Mario Draghi durante il discorso di mercoledì al Meeting di Comunione e Liberazione (LaPresse)

Dimenticare Draghi, perché è indimenticabile e irripetibile

Giuliano Ferrara

Chi verrà dopo di lui dovrà dimostrare di saper fare meglio, senza alibi. C'è da ricostruire un profilo decente della politica italiana, che il presidente del Consiglio ha stravolto con la sua integrità, autorevolezza e determinazione

Dimenticare Draghi, che ha tenuto ieri un discorso indimenticabile. Non è solo questione di un italiano perfetto, di un sorriso invitante ma non stupidamente emozionante, di un insieme di risultati della stagione breve e incredibilmente efficace di governo, e di una proiezione non retorica verso un futuro di difficoltà, di speranze, di slancio nazionale in Europa e in occidente. Non è solo questione di imparzialità, di disinteresse personale, di autentico amore per il proprio paese nel mondo turbolento di pandemia, guerra, minacce allo sviluppo.

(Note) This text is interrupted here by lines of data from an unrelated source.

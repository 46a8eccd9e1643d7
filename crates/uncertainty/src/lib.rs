//! Composable fault injection for HTTP services.
//!
//! Behaviours wrap a downstream [`Handler`] and decide, per request, whether to
//! forward it, answer with a fixed outcome, add latency, or choose among
//! nested behaviours by predicate or weighted chance. A [`Dispatcher`] maps
//! request paths to behaviour trees, and [`FaultServer`] hosts a dispatcher
//! over HTTP.

pub mod behaviours;
pub mod config;
pub mod dispatch;
pub mod error;
pub mod handler;
pub mod predicate;
pub mod response;
pub mod server;
pub mod upstream;

pub use behaviours::Behaviour;
pub use config::Config;
pub use dispatch::{Dispatcher, PathPattern, Route};
pub use error::{BehaviourError, Result};
pub use handler::{Handler, Request, Response, StaticHandler};
pub use predicate::{Predicate, PredicateExt};
pub use response::{ResponseFactory, ResponseOptions};
pub use server::FaultServer;
pub use upstream::UpstreamHandler;
use crate::behaviours::Behaviour;
use crate::error::{BehaviourError, Result};
use crate::handler::{Handler, Request, Response};
use regex::Regex;
use std::sync::Arc;
use tracing::debug;

#[derive(Debug, Clone)]
pub enum PathPattern {
    Exact(String),
    Prefix(String),
    Regex(Arc<Regex>),
}

impl PathPattern {
    pub fn exact(path: impl Into<String>) -> Self {
        PathPattern::Exact(path.into())
    }

    pub fn prefix(prefix: impl Into<String>) -> Self {
        PathPattern::Prefix(prefix.into())
    }

    pub fn regex(pattern: &str) -> Result<Self> {
        let regex = Regex::new(pattern).map_err(|e| {
            BehaviourError::configuration(format!("Invalid route regex '{pattern}': {e}"))
        })?;
        Ok(PathPattern::Regex(Arc::new(regex)))
    }

    pub fn matches(&self, path: &str) -> bool {
        match self {
            PathPattern::Exact(p) => path == p,
            PathPattern::Prefix(p) => path.starts_with(p.as_str()),
            PathPattern::Regex(r) => r.is_match(path),
        }
    }
}

#[derive(Debug, Clone)]
pub struct Route {
    pub name: String,
    pub pattern: PathPattern,
    pub behaviour: Arc<Behaviour>,
}

impl Route {
    pub fn new(name: impl Into<String>, pattern: PathPattern, behaviour: Behaviour) -> Self {
        Self {
            name: name.into(),
            pattern,
            behaviour: Arc::new(behaviour),
        }
    }
}

/// Maps request paths to behaviours
///
/// Routes are checked in the order they were added; the first whose pattern
/// matches the request path handles it. Requests matching no route go straight
/// to the downstream handler.
#[derive(Debug, Clone, Default)]
pub struct Dispatcher {
    routes: Vec<Route>,
}

impl Dispatcher {
    pub fn new(routes: Vec<Route>) -> Self {
        Self { routes }
    }

    pub fn route(mut self, name: impl Into<String>, pattern: PathPattern, behaviour: Behaviour) -> Self {
        self.routes.push(Route::new(name, pattern, behaviour));
        self
    }

    pub fn routes(&self) -> &[Route] {
        &self.routes
    }

    pub fn match_path(&self, path: &str) -> Option<&Route> {
        // First-match-wins
        self.routes.iter().find(|route| route.pattern.matches(path))
    }

    pub fn dispatch(&self, next: &dyn Handler, request: &Request) -> Result<Response> {
        match self.match_path(request.uri().path()) {
            Some(route) => {
                debug!("{} {} matched route '{}'", request.method(), request.uri().path(), route.name);
                route.behaviour.invoke(next, request)
            }
            None => next.handle(request),
        }
    }
}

La missione compiuta di questo incredibile Grand Commis de l’État, il più politico di tutti i politici, il meno demagogico e il più laconico tra chi ci ha mai governato, sa di irripetibilità.        

 

Abbiamo mancato l’occasione di averlo alla guida dello stato per sette anni, e questo è imperdonabile e miserabile, anche alla luce della sua uscita di scena da primattore consumato. Un gesto di autolesionismo senza precedenti nella nostra storia. Di cultura liberale e di istinto keynesiano, cattolico e laico per metodo, conoscitore per esperienza diretta della politica italiana e della grande politica europea e mondiale, tra i primi Draghi ha capito il passaggio di fase della pandemia, e poi della guerra, e ha tenuto ferma la barra del timone con intelligenza e generosità fino al momento in cui lo spirito di divisione ha reso necessario il ritorno a una mediocre normalità. Non lascia alcuna agenda ma risultati. E un segno di apertura e bellezza della politica destinato all’archivio appena aperte le urne elettorali. Che consegna a chi gli succederà un compito doveroso, perché la base della democrazia è nelle elezioni, ma quasi impossibile.      

 

Dimenticare Draghi significa fare tesoro dei suoi interventi e delle sue politiche per il debito buono, della sua integrità e autorevolezza nel perseguire gli scopi di una missione di unità nazionale, della sua determinazione a far funzionare il governo nell’interesse generale, anche dell’opposizione, senza sfuggire ai controlli e senza subirne l’effetto paralizzante. Ora avremo un Parlamento più forte perché non pletorico, con deputati e senatori scelti essenzialmente dai partiti in mancanza di una legge elettorale seria, seriamente proporzionale o seriamente maggioritaria, e un governo e una maggioranza scelti da quel popolo che nel 2018 ci diede una legislatura pazza e un po’ ubriaca, della quale si è fatto il meglio con la solita sfrontata flessibilità del trasformismo all’italiana; per finire in gloria con un esecutivo di livello internazionale e una politica mai vista fino a oggi, promossa dal capo dello stato e attuata da un banchiere di grido, a parte stagioni eccezionali interrotte dalla irruzione della demagogia e del giustizialismo della magistratura militante e dei suoi mandanti esterni.       

 

Chiunque vinca avrà molto da fare. Chiunque perda avrà moltissimo da fare. Dopo Draghi, senza Draghi, oltre Draghi c’è da ricostruire un profilo decente della politica italiana. Una combinazione di decisionismo riformatore e di dialogo costituzionale per la quale a oggi non sembrano attrezzate le coalizioni e i cosiddetti poli che si contendono i voti. Ma resta questa idea che sia possibile un’azione non stupidamente e bestialmente autarchica, che sia nelle cose il legame di interdipendenza con alleati e partner, che sia necessario un surrogato istituzionale dell’unità nazionale tradita. Draghi va dimenticato perché indimenticabile e irripetibile. Il draghismo va considerato per quello che è rapidamente diventato, un alibi e una gnagnera, un chiacchiericcio molesto. Quelli che vengono provino a fare meglio, e quelli che si opporranno si facciano venire un’idea solida su come competere ed emulare.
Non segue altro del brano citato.